Getting START’ed: New FDA programs aim to advance drugs to treat rare diseases

On September 29, 2023, the U.S. Food and Drug Administration (FDA or "agency") announced the opportunity for a limited number of sponsors to participate in a new pilot program called Support for clinical Trials Advancing Rare disease Therapeutics (START) that will offer additional meetings with the agency to sponsors of novel drugs that aim to treat rare diseases. Eligible products include (1) biological drugs regulated by the Center for Biologics Evaluation and Research (CBER) that are a gene or cellular therapy intended to address an unmet medical need as a treatment for a rare disease or serious condition, and (2) products regulated by the Center for Drug Evaluation and Research (CDER) that are intended to treat rare neurodegenerative conditions, including those of rare genetic metabolic type.  Below we have summarized the START pilot program, as well as other ongoing agency efforts to promote the development of drugs and biologics that treat rare diseases.

FDA will be accepting applications to the START program between Jan. 2, 2024, and March 1, 2024. We encourage sponsors who are interested in this program to start preparing their applications without delay.

CBER’s Office of Therapeutic Products (OTP) and CDER’s Office of New Drugs have announced in a Federal Register notice the opportunity for a limited number of development programs to participate in the START pilot program, which aims to accelerate the pace of development of novel CBER- and CDER-regulated products that are intended to treat rare diseases. The pilot will augment the currently available formal meetings between FDA and sponsors, by providing sponsors selected for START with enhanced communications with FDA review staff, which will include, at a minimum, an initial meeting to review features of the pilot, to discuss a pathway intended to support a marketing application, and to discuss specific issues for which a sponsor requests enhanced communication with FDA. Additional communications will also include ongoing interactions via email or teleconference that take place on a scheduled and/or as needed basis as agreed upon by the sponsor and FDA.

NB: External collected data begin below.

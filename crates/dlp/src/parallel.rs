use std::collections::HashMap;
use std::sync::atomic::{AtomicBool, Ordering};
use std::sync::{Barrier, Mutex, RwLock};
use std::thread;

use rand::rngs::StdRng;
use rand::{Rng, SeedableRng};
use tracing::debug;

use kanga_ecc::fields::{Fp, GroupParams};
use kanga_ecc::groups::{Affine, CurvePoint};
use kanga_numeric::MixState;

use crate::error::SolveError;
use crate::lambda::build_jump_table;

/// Walk table shared by all workers. Worker 0 rebuilds it at the start of
/// each round, before the first barrier; afterwards every access is a read.
struct JumpTable<S: GroupParams<NS>, P, const NS: usize> {
    steps: Vec<Fp<S, NS>>,
    points: Vec<P>,
}

struct SharedState<S, P, const NS: usize, const NB: usize>
where
    S: GroupParams<NS>,
    P: CurvePoint<NB>,
{
    table: RwLock<JumpTable<S, P, NS>>,
    /// Tame-walk endpoints, keyed by canonical affine form. Lookups take
    /// the lock too; the map is not safe to probe concurrently with
    /// insertion.
    traps: Mutex<HashMap<Affine<P::Curve, NB>, Fp<S, NS>, MixState>>,
    result: Mutex<Option<Fp<S, NS>>>,
    shutdown: AtomicBool,
    barrier: Barrier,
    a: Fp<S, NS>,
    b: Fp<S, NS>,
    g: P,
    h: P,
    bound: u64,
    m: usize,
}

/// Multithreaded Pollard λ on the interval `[a, b)`.
///
/// Per round, every worker sets one tame trap and then runs one wild walk
/// that probes the whole trap table; the first worker to find a usable
/// collision publishes the answer and raises the shutdown flag, which the
/// others observe once per step. Rounds repeat until some worker succeeds,
/// so the call only returns with the correct scalar.
pub fn pollard_lambda_parallel<S, P, R, const NS: usize, const NB: usize>(
    worker_n: usize,
    bound: u64,
    a: &Fp<S, NS>,
    b: &Fp<S, NS>,
    g: &P,
    h: &P,
    rng: &mut R,
) -> Result<Fp<S, NS>, SolveError>
where
    S: GroupParams<NS>,
    P: CurvePoint<NB>,
    R: Rng,
{
    assert!(worker_n > 0, "at least one worker is required");
    if a >= b {
        return Err(SolveError::EmptyInterval);
    }
    let width = b.sub(a);
    let m = width.bit_length().saturating_sub(1) as usize;
    if m == 0 {
        // single-element interval
        return Ok(*a);
    }

    let shared = SharedState {
        table: RwLock::new(JumpTable { steps: Vec::new(), points: Vec::new() }),
        traps: Mutex::new(HashMap::default()),
        result: Mutex::new(None),
        shutdown: AtomicBool::new(false),
        barrier: Barrier::new(worker_n),
        a: *a,
        b: *b,
        g: *g,
        h: *h,
        bound,
        m,
    };
    let seeds: Vec<u64> = (0..worker_n).map(|_| rng.random()).collect();

    thread::scope(|scope| {
        for (id, seed) in seeds.into_iter().enumerate() {
            let shared = &shared;
            scope.spawn(move || worker(id, seed, shared));
        }
    });

    let result = shared
        .result
        .into_inner()
        .expect("result lock poisoned")
        .expect("workers only shut down after publishing a result");
    Ok(result)
}

fn worker<S, P, const NS: usize, const NB: usize>(
    id: usize,
    seed: u64,
    shared: &SharedState<S, P, NS, NB>,
) where
    S: GroupParams<NS>,
    P: CurvePoint<NB>,
{
    let mut rng = StdRng::seed_from_u64(seed);
    let m = shared.m;

    loop {
        if id == 0 {
            let mut table = shared.table.write().expect("jump table lock poisoned");
            let (steps, points) = build_jump_table(m, &shared.g, &mut rng);
            table.steps = steps;
            table.points = points;
            debug!(worker = id, entries = m, "jump table generated");
        }
        shared.barrier.wait();

        // tame walk: set one trap
        let mut tame_x = Fp::sample_range_inclusive(&shared.a, &shared.b, &mut rng);
        let mut u = shared.g.mul_uint(tame_x.as_uint()).normalize();
        {
            let table = shared.table.read().expect("jump table lock poisoned");
            for _ in 0..shared.bound {
                let i = (u.x_word() % m as u64) as usize;
                tame_x = tame_x.add(&table.steps[i]);
                u = u.add_full(&table.points[i]).normalize();
            }
        }
        shared
            .traps
            .lock()
            .expect("trap table lock poisoned")
            .insert(u.to_affine_point(), tame_x);
        debug!(worker = id, "trap set");
        shared.barrier.wait();

        // wild walk: probe the traps at every step
        let mut wild_x = Fp::sample_range_inclusive(&shared.a, &shared.b, &mut rng);
        let mut v = shared
            .h
            .add_full(&shared.g.mul_uint(wild_x.as_uint()))
            .normalize();
        {
            let table = shared.table.read().expect("jump table lock poisoned");
            for _ in 0..shared.bound {
                if shared.shutdown.load(Ordering::Acquire) {
                    break;
                }
                let trap = {
                    let traps = shared.traps.lock().expect("trap table lock poisoned");
                    traps.get(&v.to_affine_point()).copied()
                };
                if let Some(trapped_x) = trap {
                    if trapped_x != wild_x {
                        let mut result = shared.result.lock().expect("result lock poisoned");
                        if !shared.shutdown.load(Ordering::Acquire) {
                            *result = Some(trapped_x.sub(&wild_x));
                            shared.shutdown.store(true, Ordering::Release);
                            debug!(worker = id, "collision found, shutting down");
                        }
                        break;
                    }
                }
                let i = (v.x_word() % m as u64) as usize;
                wild_x = wild_x.add(&table.steps[i]);
                v = v.add_full(&table.points[i]).normalize();
            }
        }
        shared.barrier.wait();

        if shared.shutdown.load(Ordering::Acquire) {
            return;
        }
        debug!(worker = id, "no collision, retrying");
    }
}

#[cfg(test)]
mod tests {
    use super::*;
    use crate::lambda::pollard_lambda;
    use kanga_ecc::curves::tiny::{TinyJacobian, TinyScalar};
    use rand::rngs::StdRng;
    use rand::SeedableRng;

    #[test]
    fn recovers_discrete_logs_with_four_workers() {
        let mut rng = StdRng::seed_from_u64(0x706c);
        let g = TinyJacobian::generator();
        let a = TinyScalar::from_u64(1);
        let b = TinyScalar::from_u64(0x8007a);

        let x = TinyScalar::sample_range(&a, &b, &mut rng);
        let h = g.mul_uint(x.as_uint());
        let found = pollard_lambda_parallel(4, 8_192, &a, &b, &g, &h, &mut rng).unwrap();
        assert_eq!(found, x);
    }

    #[test]
    fn consecutive_solves_terminate() {
        let mut rng = StdRng::seed_from_u64(0x706d);
        let g = TinyJacobian::generator();
        let a = TinyScalar::from_u64(1);
        let b = TinyScalar::from_u64(0x8007a);

        for _ in 0..2 {
            let x = TinyScalar::sample_range(&a, &b, &mut rng);
            let h = g.mul_uint(x.as_uint());
            let found = pollard_lambda_parallel(4, 8_192, &a, &b, &g, &h, &mut rng).unwrap();
            assert_eq!(found, x);
        }
    }

    #[test]
    fn single_worker_still_succeeds() {
        let mut rng = StdRng::seed_from_u64(0x706e);
        let g = TinyJacobian::generator();
        let a = TinyScalar::from_u64(1);
        let b = TinyScalar::from_u64(0x8007a);

        let x = TinyScalar::sample_range(&a, &b, &mut rng);
        let h = g.mul_uint(x.as_uint());
        let found = pollard_lambda_parallel(1, 16_384, &a, &b, &g, &h, &mut rng).unwrap();
        assert_eq!(found, x);
    }

    #[test]
    fn agrees_with_the_serial_solver() {
        let mut rng = StdRng::seed_from_u64(0x706f);
        let g = TinyJacobian::generator();
        let a = TinyScalar::from_u64(1);
        let b = TinyScalar::from_u64(0x8007a);

        let x = TinyScalar::sample_range(&a, &b, &mut rng);
        let h = g.mul_uint(x.as_uint());
        let serial = pollard_lambda(16_384, &a, &b, &g, &h, &mut rng).unwrap();
        let parallel = pollard_lambda_parallel(4, 8_192, &a, &b, &g, &h, &mut rng).unwrap();
        assert_eq!(serial, parallel);
        assert_eq!(serial, x);
    }

    #[test]
    fn empty_interval_is_rejected() {
        let mut rng = StdRng::seed_from_u64(0x7070);
        let g = TinyJacobian::generator();
        let a = TinyScalar::from_u64(9);
        let b = TinyScalar::from_u64(4);
        assert_eq!(
            pollard_lambda_parallel(2, 16, &a, &b, &g, &g, &mut rng),
            Err(SolveError::EmptyInterval)
        );
    }
}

Who is eligible for the START program?

In this first iteration of the program, FDA will accept requests to participate in the START Pilot Program and select up to three participants from each Center (CBER and CDER). To be considered for the START Pilot Program, participants must meet the following eligibility criteria:

  1. For an application to CBER, there must be an OTP-regulated Investigational New Drug Application (IND) for a cellular or gene therapy product that is being developed for eventual marketing approval, that is intended to address an unmet medical need as a treatment for a rare disease or serious condition, which is likely to lead to significant disability or death within the first decade of life.

  2. For an application to CDER, the product must be intended to treat rare neurodegenerative conditions (including those of rare genetic metabolic etiology).

  3. An IND must have been submitted in or converted to Electronic Common Technical Document (eCTD) format, unless a waiver has been granted and remains in active status.

  4. The sponsor must have demonstrated substantial effort to ensure that that Chemistry, Manufacturing, and Controls (CMC) development aligns with clinical development.

In addition, applicants must state whether there is a breakthrough therapy (BT) designation for the product; if it is a CBER-regulated product, the applicant must note whether there is a BT designation and/or regenerative medicine advanced therapy (RMAT) designation. In selecting the program participants, FDA said it intends to consider factors including:

  • potential clinical benefits of the product,

  • whether resolution of the specific issues noted by the sponsor in their request to participate in the pilot could be facilitated through enhanced communication to improve efficiency of program development,

  • whether there is a BT or RMAT designation for the product (although it’s not clear whether these designations would be beneficial (or not) to an applicant), and

  • whether the CMC development timeline aligns with clinical development plans.

While INDs for combination products may be eligible, “products that require significant cross-Center interactions may be less likely to be selected for the pilot.” FDA further notes that application readiness will be critical in its selection determination.

What should be submitted in a START program application?

The request should include the initial specific development issue(s) that will be the subject of enhanced communication, and a proposed communication plan between the sponsor and review staff. In addition, an applicant should provide the following:

  1. Program development plan. The plan should describe the current state of program development, including any ongoing activities not already detailed in the IND.

  2. Issue list. Any specific issues (grouped by review disciplines) for which the prospective applicant is seeking enhanced communications with FDA review staff to facilitate program development.

  3. Timeline. The planned timeline for initiation of the clinical study or studies intended to provide the primary evidence of effectiveness to support a marketing application or for a pre-BLA/pre-NDA meeting request.

  4. Communication plan. The proposed communication plan for interactions between FDA review staff and the sponsor, including the proposed timing and format (e.g., email or teleconference).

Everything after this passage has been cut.